Work instructions =
Across the records, find how many lines include the string "later" and answer with only the figure.

◇ ◇ ◇

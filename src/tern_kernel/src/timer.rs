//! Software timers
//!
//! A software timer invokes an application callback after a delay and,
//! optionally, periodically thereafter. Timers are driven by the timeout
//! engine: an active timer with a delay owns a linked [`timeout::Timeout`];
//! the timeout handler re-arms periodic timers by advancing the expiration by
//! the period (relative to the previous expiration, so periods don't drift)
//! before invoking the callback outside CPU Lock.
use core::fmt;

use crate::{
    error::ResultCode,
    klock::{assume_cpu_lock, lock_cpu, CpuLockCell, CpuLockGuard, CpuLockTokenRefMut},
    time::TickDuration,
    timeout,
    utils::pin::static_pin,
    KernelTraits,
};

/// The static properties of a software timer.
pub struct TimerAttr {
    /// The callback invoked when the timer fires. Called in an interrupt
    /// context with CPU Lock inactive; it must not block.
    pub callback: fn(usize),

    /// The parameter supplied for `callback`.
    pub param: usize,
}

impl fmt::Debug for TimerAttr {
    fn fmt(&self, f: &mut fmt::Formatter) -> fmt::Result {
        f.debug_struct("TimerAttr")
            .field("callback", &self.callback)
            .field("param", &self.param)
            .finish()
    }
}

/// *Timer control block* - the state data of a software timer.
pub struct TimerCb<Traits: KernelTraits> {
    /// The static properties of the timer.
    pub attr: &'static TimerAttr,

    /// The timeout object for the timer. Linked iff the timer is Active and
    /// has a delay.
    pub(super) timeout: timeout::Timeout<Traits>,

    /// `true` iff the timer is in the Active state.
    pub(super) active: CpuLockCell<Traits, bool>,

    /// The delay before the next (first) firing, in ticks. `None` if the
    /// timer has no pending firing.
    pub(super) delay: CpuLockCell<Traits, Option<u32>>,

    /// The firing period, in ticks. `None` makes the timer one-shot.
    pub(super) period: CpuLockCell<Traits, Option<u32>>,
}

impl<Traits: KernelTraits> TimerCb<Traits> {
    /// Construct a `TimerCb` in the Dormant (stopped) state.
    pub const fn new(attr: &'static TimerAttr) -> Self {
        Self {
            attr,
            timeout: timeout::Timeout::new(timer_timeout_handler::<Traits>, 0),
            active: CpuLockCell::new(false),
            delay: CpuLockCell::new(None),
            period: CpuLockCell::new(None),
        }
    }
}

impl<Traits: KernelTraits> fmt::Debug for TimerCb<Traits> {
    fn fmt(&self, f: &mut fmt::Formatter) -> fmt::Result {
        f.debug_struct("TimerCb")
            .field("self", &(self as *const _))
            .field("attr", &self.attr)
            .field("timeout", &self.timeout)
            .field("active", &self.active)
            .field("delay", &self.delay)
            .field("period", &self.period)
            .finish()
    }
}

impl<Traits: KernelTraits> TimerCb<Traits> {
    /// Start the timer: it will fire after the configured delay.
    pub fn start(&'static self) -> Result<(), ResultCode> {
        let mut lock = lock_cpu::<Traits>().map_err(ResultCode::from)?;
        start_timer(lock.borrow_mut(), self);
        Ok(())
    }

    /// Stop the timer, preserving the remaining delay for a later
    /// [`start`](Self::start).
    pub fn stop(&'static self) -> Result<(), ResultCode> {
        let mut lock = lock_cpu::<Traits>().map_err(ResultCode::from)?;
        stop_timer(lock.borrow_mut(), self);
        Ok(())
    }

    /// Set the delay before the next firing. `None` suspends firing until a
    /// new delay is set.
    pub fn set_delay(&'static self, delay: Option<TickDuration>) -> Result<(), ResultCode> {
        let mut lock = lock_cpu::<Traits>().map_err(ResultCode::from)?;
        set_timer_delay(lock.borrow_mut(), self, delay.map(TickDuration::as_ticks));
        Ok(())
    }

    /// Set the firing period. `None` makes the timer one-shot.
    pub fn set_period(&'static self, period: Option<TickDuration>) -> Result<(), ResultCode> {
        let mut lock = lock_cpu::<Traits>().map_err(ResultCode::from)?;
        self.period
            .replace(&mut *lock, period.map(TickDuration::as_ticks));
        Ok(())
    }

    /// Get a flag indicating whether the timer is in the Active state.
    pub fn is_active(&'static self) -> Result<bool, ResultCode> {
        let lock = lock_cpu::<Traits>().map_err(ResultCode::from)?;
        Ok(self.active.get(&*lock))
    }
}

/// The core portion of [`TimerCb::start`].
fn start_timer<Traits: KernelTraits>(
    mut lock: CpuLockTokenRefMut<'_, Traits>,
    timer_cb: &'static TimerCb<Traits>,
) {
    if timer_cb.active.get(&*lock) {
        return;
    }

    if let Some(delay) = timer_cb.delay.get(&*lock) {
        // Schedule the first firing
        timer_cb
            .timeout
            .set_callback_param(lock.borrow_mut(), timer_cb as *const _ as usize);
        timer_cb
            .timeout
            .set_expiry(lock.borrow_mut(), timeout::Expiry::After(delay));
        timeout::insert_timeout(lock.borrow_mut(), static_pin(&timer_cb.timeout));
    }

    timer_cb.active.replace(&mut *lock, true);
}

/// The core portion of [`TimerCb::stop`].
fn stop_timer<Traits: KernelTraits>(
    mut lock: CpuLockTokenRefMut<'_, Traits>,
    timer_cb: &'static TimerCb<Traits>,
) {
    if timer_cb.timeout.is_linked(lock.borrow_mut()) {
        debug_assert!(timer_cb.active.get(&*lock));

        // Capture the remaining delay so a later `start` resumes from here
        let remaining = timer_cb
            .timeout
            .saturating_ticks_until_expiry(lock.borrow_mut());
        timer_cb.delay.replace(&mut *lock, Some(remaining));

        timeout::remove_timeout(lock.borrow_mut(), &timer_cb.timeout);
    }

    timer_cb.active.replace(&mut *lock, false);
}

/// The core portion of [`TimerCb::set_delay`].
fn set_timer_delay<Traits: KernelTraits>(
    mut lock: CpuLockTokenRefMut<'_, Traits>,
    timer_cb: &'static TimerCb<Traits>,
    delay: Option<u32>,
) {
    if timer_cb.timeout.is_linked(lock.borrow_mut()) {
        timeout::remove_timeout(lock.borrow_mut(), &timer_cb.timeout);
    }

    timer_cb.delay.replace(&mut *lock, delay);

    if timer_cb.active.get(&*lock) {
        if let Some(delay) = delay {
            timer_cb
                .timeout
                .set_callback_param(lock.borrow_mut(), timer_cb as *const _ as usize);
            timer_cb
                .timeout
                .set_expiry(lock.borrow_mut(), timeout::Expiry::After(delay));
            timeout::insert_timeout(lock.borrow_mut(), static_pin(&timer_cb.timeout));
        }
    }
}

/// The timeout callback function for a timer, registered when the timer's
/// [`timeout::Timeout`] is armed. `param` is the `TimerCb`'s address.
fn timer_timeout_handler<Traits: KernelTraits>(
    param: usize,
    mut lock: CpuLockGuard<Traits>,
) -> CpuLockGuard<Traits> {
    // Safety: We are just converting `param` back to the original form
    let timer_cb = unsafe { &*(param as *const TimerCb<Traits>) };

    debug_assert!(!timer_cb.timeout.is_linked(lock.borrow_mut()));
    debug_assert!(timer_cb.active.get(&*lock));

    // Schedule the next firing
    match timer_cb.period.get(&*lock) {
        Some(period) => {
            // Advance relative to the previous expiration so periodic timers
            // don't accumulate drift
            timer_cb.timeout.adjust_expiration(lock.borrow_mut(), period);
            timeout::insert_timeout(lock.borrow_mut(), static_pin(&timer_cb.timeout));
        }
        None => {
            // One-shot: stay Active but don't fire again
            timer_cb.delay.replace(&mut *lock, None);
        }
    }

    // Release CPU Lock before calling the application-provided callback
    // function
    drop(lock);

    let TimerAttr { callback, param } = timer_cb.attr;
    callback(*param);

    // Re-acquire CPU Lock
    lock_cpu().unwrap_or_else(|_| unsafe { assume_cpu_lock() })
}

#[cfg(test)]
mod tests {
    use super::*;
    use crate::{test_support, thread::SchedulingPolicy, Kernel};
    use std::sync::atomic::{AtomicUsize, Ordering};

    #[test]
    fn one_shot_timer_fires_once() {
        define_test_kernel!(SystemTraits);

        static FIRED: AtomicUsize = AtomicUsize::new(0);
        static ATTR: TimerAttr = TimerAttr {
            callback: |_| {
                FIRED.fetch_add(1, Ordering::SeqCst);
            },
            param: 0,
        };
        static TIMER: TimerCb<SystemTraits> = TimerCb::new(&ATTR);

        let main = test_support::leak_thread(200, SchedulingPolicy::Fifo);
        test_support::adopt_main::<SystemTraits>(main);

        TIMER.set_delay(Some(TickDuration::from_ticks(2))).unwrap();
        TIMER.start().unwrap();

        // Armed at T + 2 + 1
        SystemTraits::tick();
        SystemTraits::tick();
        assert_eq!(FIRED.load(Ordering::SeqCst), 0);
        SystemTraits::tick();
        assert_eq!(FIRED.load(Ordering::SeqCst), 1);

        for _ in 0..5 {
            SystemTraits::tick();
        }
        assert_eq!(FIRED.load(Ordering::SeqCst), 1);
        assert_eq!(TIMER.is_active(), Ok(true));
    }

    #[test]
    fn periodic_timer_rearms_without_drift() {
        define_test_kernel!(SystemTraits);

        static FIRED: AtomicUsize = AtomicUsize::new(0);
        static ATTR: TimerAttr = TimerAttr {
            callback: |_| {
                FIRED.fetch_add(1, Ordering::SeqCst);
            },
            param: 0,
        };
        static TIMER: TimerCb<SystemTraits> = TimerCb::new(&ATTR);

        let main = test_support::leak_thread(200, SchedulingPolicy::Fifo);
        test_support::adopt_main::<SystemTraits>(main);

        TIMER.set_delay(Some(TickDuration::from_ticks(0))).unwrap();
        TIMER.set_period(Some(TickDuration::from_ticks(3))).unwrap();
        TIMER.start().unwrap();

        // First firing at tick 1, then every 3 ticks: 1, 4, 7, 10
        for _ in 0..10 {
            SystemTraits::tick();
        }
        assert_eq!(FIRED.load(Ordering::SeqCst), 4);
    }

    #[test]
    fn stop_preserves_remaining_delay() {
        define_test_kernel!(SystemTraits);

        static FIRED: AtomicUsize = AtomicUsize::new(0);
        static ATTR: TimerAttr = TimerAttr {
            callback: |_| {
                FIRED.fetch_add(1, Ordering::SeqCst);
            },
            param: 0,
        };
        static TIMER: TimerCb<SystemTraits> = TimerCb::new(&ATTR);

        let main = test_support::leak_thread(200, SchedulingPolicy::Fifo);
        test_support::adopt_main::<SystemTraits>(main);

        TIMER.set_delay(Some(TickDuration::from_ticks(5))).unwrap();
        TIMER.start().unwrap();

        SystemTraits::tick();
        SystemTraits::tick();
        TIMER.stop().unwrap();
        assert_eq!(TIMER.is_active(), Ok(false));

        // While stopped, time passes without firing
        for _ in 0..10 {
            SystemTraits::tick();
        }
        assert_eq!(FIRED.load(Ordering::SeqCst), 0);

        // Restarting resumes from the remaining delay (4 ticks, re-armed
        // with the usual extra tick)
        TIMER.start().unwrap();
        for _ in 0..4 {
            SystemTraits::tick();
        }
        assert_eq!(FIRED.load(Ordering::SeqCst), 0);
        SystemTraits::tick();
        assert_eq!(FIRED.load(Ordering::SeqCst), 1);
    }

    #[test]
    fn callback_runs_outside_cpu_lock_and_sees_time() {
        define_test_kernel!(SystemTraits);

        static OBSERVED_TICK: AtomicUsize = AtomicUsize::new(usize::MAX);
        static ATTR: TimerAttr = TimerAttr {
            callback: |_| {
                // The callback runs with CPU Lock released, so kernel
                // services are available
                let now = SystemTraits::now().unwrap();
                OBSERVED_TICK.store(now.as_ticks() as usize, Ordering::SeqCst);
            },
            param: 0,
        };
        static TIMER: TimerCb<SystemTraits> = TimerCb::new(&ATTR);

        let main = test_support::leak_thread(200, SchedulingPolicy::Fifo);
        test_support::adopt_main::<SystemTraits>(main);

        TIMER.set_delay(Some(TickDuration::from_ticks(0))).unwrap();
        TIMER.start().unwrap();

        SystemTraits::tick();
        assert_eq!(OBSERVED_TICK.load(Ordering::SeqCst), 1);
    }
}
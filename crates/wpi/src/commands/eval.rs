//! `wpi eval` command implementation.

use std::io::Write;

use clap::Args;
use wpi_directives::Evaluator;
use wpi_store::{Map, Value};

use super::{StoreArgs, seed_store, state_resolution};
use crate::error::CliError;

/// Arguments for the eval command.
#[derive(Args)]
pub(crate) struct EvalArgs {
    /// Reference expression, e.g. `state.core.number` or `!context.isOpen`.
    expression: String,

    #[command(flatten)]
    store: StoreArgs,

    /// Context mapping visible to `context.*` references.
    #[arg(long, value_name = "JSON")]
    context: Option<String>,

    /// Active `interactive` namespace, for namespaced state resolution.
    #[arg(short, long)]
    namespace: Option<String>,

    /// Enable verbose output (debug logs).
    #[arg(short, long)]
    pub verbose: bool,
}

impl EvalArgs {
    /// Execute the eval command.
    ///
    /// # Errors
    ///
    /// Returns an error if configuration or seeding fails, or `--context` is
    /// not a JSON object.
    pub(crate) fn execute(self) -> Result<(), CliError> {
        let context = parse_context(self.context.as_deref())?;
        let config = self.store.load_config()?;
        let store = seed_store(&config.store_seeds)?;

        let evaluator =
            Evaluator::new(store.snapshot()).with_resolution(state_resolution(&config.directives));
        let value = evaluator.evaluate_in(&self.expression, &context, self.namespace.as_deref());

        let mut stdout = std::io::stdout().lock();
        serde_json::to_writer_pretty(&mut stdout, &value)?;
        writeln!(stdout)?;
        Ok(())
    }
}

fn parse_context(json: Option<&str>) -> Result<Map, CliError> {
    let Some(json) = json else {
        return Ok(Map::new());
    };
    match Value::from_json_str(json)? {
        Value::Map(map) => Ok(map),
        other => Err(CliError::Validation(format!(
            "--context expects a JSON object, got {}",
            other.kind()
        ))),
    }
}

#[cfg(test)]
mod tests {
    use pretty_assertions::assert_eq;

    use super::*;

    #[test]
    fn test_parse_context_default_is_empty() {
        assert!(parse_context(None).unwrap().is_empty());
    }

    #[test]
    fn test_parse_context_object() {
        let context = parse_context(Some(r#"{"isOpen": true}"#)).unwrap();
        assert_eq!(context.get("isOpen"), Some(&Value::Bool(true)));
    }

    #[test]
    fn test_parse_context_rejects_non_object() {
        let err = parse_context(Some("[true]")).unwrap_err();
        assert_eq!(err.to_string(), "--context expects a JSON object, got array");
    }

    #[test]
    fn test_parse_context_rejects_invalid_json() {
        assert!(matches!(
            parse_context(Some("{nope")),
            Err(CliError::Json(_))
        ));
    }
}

◇ ◇ ◇

Finished task =
2